Your second observation relates to the line not unrolling. There are two things that can happen on that final cast - people think they need to over power the last cast and they put way too much force into it, or they reach (extend) the arm thinking they are done and they’ve sent it. The cast loses energy in this case. An abrupt stop is needed. Too much power on the final cast causes the fly and leader to hit the fly line. You don’t have this issue, but if you start to see it when making changes, this is the reason.

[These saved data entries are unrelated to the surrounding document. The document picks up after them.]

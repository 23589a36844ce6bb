use async_trait::async_trait;
use reqwest::{Client, Method, StatusCode, Url};
use serde::de::DeserializeOwned;
use serde_json::Value;
use tracing::{debug, info};

use super::DashboardApi;
use crate::config::Settings;
use crate::errors::DashboardError;
use crate::models::{
    NewWebApplication, ScanAcknowledgement, ScanResult, Vulnerability, VulnerabilityFilter,
    WebApplication,
};
use crate::utils::truncation::truncate_error_body;

/// HTTP implementation of [`DashboardApi`] against the audit backend.
#[derive(Clone)]
pub struct ApiClient {
    client: Client,
    base_url: Url,
}

impl ApiClient {
    pub fn new(base_url: &str, user_agent: &str) -> Result<Self, DashboardError> {
        // Url::join drops the last segment unless the base ends with '/'.
        let normalized = if base_url.ends_with('/') {
            base_url.to_string()
        } else {
            format!("{}/", base_url)
        };
        let base_url = Url::parse(&normalized).map_err(|e| {
            DashboardError::Config(format!("Invalid API base URL '{}': {}", base_url, e))
        })?;

        let client = Client::builder()
            .user_agent(user_agent)
            .build()
            .map_err(|e| DashboardError::Internal(format!("Failed to build HTTP client: {}", e)))?;

        Ok(Self { client, base_url })
    }

    pub fn from_settings(settings: &Settings) -> Result<Self, DashboardError> {
        Self::new(&settings.base_url, &settings.user_agent)
    }

    pub fn base_url(&self) -> &Url {
        &self.base_url
    }

    fn endpoint(&self, path: &str, query: &[(&str, String)]) -> Result<Url, DashboardError> {
        let mut url = self
            .base_url
            .join(path)
            .map_err(|e| DashboardError::Internal(format!("Bad endpoint path '{}': {}", path, e)))?;
        if !query.is_empty() {
            url.query_pairs_mut()
                .extend_pairs(query.iter().map(|(k, v)| (*k, v.as_str())));
        }
        Ok(url)
    }

    async fn request<T: DeserializeOwned>(
        &self,
        method: Method,
        path: &str,
        query: &[(&str, String)],
        body: Option<&Value>,
    ) -> Result<T, DashboardError> {
        let url = self.endpoint(path, query)?;
        debug!(method = %method, url = %url, "Backend request");

        let mut builder = self.client.request(method.clone(), url);
        if let Some(body) = body {
            builder = builder.json(body);
        }

        let response = builder.send().await.map_err(|e| {
            DashboardError::Network(format!("{} /{} failed: {}", method, path, e))
        })?;
        let status = response.status();
        let bytes = response.bytes().await.map_err(|e| {
            DashboardError::Network(format!("Reading response from /{} failed: {}", path, e))
        })?;
        debug!(method = %method, path, status = status.as_u16(), bytes = bytes.len(), "Backend response");

        if !status.is_success() {
            return Err(DashboardError::Http {
                status: status.as_u16(),
                message: error_message(status, &bytes),
            });
        }

        decode_body(path, &bytes)
    }
}

/// Parse, then shape-check. Both failures are decode errors so that a
/// misbehaving backend is never confused with an unreachable one.
fn decode_body<T: DeserializeOwned>(path: &str, bytes: &[u8]) -> Result<T, DashboardError> {
    let decode_err = |message: String| DashboardError::Decode {
        endpoint: format!("/{}", path),
        message,
    };

    let value: Value = if bytes.iter().all(u8::is_ascii_whitespace) {
        Value::Null
    } else {
        serde_json::from_slice(bytes).map_err(|e| decode_err(format!("invalid JSON: {}", e)))?
    };
    serde_json::from_value(value).map_err(|e| decode_err(e.to_string()))
}

/// Human-readable message for a non-2xx response.
fn error_message(status: StatusCode, body: &[u8]) -> String {
    if let Ok(value) = serde_json::from_slice::<Value>(body) {
        let field = value
            .get("error")
            .or_else(|| value.get("detail"))
            .and_then(|v| v.as_str());
        if let Some(text) = field {
            return text.to_string();
        }
    }
    let text = String::from_utf8_lossy(body);
    if text.trim().is_empty() {
        status.canonical_reason().unwrap_or("request failed").to_string()
    } else {
        truncate_error_body(&text)
    }
}

#[async_trait]
impl DashboardApi for ApiClient {
    async fn list_web_applications(&self) -> Result<Vec<WebApplication>, DashboardError> {
        self.request(Method::GET, "web-applications/", &[], None).await
    }

    async fn get_web_application(&self, id: u64) -> Result<WebApplication, DashboardError> {
        self.request(Method::GET, &format!("web-applications/{}/", id), &[], None).await
    }

    async fn create_web_application(
        &self,
        app: &NewWebApplication,
    ) -> Result<WebApplication, DashboardError> {
        let body = serde_json::to_value(app)?;
        let created: WebApplication = self
            .request(Method::POST, "web-applications/", &[], Some(&body))
            .await?;
        info!(id = created.id, name = %created.name, "Web application created");
        Ok(created)
    }

    async fn trigger_scan(&self, id: u64) -> Result<ScanAcknowledgement, DashboardError> {
        let ack: ScanAcknowledgement = self
            .request(Method::POST, &format!("web-applications/{}/scan/", id), &[], None)
            .await?;
        info!(web_application = id, ack = %ack.describe(), "Scan triggered");
        Ok(ack)
    }

    async fn list_scan_results(
        &self,
        web_application: Option<u64>,
    ) -> Result<Vec<ScanResult>, DashboardError> {
        let query: Vec<(&str, String)> = web_application
            .map(|id| vec![("web_application", id.to_string())])
            .unwrap_or_default();
        self.request(Method::GET, "scan-results/", &query, None).await
    }

    async fn get_scan_result(&self, id: u64) -> Result<ScanResult, DashboardError> {
        self.request(Method::GET, &format!("scan-results/{}/", id), &[], None).await
    }

    async fn list_vulnerabilities(
        &self,
        filter: &VulnerabilityFilter,
    ) -> Result<Vec<Vulnerability>, DashboardError> {
        self.request(Method::GET, "vulnerabilities/", &filter.query_pairs(), None).await
    }
}

#[cfg(test)]
mod tests {
    use super::*;

    #[test]
    fn test_base_url_gets_trailing_slash() {
        let client = ApiClient::new("http://localhost:8000/api", "test").unwrap();
        assert_eq!(client.base_url().as_str(), "http://localhost:8000/api/");
    }

    #[test]
    fn test_endpoint_keeps_api_prefix() {
        let client = ApiClient::new("http://localhost:8000/api", "test").unwrap();
        let url = client.endpoint("web-applications/7/scan/", &[]).unwrap();
        assert_eq!(url.as_str(), "http://localhost:8000/api/web-applications/7/scan/");
    }

    #[test]
    fn test_endpoint_encodes_query() {
        let client = ApiClient::new("http://localhost:8000/api/", "test").unwrap();
        let url = client
            .endpoint("vulnerabilities/", &[("type", "sql injection".to_string())])
            .unwrap();
        assert_eq!(url.as_str(), "http://localhost:8000/api/vulnerabilities/?type=sql+injection");
    }

    #[test]
    fn test_invalid_base_url_is_config_error() {
        assert!(matches!(ApiClient::new("::::", "test"), Err(DashboardError::Config(_))));
    }

    #[test]
    fn test_error_message_prefers_error_field() {
        let msg = error_message(StatusCode::INTERNAL_SERVER_ERROR, br#"{"error": "Scan failed: timeout"}"#);
        assert_eq!(msg, "Scan failed: timeout");
        let msg = error_message(StatusCode::NOT_FOUND, br#"{"detail": "Not found."}"#);
        assert_eq!(msg, "Not found.");
    }

    #[test]
    fn test_error_message_falls_back_to_reason() {
        assert_eq!(error_message(StatusCode::BAD_GATEWAY, b""), "Bad Gateway");
        assert_eq!(error_message(StatusCode::BAD_GATEWAY, b"upstream down"), "upstream down");
    }

    #[test]
    fn test_decode_shape_mismatch_is_decode_error() {
        let err = decode_body::<Vec<WebApplication>>("web-applications/", br#"{"results": []}"#).unwrap_err();
        match err {
            DashboardError::Decode { endpoint, .. } => assert_eq!(endpoint, "/web-applications/"),
            other => panic!("expected decode error, got {other:?}"),
        }
    }

    #[test]
    fn test_decode_invalid_json_is_decode_error() {
        let err = decode_body::<Vec<WebApplication>>("web-applications/", b"<html>").unwrap_err();
        assert!(matches!(err, DashboardError::Decode { .. }));
    }

    #[test]
    fn test_decode_empty_body_as_acknowledgement() {
        let ack: ScanAcknowledgement = decode_body("web-applications/1/scan/", b"").unwrap();
        assert!(ack.scan().is_none());
    }
}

A quick improvement to try - on your forward cast, add a little flick or snap of the thumb at the abrupt stop. Think of flinging a potato off the end of a stick. It’s a small change that makes a big difference, but also needs to be done with an abrupt stop and not lowering the rod as mentioned above. Doing this timed with the haul is key - this is referred to as the “power snap” (note, some people don’t like that term, but it’s one that is used).

Another area to consider - practice shooting line on your backcast and laying down completely straight without any problems. If you can do this, the problem isn’t your backcast. This ensures the back cast has enough energy to feed the forward cast at the distance you are aiming. This is great practice on its own regardless of any other area to improve.

Last - without shooting any line, keep your haul hand on the line and make sure it feels a strong tug when casting. This means the rod is loaded and wants more line. This “tug” indicates in the casting stroke when to feed line, and stopping the cast abruptly (the hard stop) is what powers the next motion in the casting stroke, or is the final motion on the forward cast.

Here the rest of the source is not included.